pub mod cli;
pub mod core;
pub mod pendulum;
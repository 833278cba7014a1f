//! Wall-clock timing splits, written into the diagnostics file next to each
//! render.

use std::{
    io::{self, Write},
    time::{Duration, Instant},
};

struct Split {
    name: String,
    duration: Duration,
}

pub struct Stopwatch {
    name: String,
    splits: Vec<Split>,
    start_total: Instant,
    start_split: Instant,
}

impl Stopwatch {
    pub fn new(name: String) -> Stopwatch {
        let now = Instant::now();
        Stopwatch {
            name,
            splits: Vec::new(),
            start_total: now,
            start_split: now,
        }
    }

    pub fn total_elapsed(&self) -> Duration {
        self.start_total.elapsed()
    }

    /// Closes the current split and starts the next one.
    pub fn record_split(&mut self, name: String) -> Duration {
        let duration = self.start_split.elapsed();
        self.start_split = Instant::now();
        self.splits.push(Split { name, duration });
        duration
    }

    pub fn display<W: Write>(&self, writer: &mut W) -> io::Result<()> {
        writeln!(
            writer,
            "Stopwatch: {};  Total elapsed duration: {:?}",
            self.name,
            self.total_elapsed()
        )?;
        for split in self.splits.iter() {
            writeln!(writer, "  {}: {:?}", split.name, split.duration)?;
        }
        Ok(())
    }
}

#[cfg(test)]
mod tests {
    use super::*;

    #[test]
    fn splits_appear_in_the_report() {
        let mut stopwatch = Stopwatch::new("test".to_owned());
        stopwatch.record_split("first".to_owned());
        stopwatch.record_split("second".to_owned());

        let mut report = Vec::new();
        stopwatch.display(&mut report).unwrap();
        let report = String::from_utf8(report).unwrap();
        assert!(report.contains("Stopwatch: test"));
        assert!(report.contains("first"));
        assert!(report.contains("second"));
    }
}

* * *

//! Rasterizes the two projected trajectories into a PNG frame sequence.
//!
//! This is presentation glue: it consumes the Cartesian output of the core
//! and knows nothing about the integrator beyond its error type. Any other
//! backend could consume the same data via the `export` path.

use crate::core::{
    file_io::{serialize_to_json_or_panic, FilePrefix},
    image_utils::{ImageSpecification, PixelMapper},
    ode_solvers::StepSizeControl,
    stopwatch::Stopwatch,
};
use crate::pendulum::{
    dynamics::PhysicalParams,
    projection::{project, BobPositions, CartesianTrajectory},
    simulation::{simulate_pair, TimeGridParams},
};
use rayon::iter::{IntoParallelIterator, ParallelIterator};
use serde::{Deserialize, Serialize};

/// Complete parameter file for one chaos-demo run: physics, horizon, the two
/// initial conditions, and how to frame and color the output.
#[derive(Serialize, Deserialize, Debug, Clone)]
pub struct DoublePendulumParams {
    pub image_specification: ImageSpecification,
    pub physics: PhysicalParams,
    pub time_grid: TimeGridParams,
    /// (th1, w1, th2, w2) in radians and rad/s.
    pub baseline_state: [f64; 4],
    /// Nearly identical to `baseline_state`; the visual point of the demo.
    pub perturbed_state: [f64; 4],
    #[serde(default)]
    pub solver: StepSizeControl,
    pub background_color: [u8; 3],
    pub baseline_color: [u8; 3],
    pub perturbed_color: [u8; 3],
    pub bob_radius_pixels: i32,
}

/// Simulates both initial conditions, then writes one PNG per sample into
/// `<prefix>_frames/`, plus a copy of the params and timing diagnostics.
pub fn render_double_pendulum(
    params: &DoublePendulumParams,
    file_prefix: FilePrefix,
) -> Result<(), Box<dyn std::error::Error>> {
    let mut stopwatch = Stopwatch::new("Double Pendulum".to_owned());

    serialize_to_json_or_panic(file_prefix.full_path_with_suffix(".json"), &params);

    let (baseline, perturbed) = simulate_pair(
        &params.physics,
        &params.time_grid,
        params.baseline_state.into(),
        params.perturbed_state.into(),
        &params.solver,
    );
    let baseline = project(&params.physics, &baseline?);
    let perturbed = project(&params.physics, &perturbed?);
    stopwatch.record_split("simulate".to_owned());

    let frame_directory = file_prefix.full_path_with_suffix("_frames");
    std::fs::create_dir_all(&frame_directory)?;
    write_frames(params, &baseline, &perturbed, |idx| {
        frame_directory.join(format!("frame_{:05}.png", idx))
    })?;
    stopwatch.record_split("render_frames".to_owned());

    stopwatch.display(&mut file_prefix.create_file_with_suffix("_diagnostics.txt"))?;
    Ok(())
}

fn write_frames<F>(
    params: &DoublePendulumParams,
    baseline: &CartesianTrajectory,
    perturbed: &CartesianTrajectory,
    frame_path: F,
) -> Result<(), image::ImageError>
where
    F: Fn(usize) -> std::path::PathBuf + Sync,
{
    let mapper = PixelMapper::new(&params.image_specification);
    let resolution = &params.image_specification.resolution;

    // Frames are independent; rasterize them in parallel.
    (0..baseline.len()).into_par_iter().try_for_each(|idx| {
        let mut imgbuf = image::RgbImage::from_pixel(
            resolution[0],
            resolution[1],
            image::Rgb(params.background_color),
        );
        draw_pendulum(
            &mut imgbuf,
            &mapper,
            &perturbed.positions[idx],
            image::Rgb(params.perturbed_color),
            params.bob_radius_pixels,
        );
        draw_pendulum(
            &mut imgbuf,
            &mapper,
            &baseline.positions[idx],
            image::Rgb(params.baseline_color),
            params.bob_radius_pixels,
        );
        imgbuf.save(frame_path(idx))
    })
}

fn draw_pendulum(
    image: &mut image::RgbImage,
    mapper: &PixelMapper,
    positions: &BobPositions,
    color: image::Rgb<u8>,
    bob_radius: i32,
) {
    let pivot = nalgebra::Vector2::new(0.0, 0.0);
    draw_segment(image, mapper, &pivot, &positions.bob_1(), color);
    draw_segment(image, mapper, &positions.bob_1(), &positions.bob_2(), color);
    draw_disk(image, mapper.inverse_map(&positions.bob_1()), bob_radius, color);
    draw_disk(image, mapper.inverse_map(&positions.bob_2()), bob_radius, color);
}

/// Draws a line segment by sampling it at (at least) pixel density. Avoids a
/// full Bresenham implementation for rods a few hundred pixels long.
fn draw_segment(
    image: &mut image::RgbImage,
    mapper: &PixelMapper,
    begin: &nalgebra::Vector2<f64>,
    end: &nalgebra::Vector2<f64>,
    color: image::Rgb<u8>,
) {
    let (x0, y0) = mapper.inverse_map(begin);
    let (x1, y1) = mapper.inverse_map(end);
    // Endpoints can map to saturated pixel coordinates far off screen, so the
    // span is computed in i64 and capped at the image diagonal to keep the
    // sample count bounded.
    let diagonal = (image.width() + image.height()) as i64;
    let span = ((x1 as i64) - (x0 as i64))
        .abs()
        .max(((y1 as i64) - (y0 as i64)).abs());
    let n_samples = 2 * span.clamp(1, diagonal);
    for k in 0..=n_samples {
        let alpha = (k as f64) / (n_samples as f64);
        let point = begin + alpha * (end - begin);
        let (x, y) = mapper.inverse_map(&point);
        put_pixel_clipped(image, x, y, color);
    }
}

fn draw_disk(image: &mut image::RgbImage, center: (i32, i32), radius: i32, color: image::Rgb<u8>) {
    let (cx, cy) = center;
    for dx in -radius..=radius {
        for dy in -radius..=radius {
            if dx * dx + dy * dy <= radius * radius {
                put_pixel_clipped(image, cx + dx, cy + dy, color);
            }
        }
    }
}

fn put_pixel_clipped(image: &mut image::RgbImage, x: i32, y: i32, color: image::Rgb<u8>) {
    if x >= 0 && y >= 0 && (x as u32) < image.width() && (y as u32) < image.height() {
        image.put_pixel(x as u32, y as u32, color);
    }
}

§ **WHAT THE EXERCISE ASKS**
Lines containing the word "name" must all be returned from the material above.

§ **RESULT OF THE EXERCISE**
    name: String,
    name: String,
    pub fn new(name: String) -> Stopwatch {
            name,
    pub fn record_split(&mut self, name: String) -> Duration {
        self.splits.push(Split { name, duration });
            self.name,
            writeln!(writer, "  {}: {:?}", split.name, split.duration)?;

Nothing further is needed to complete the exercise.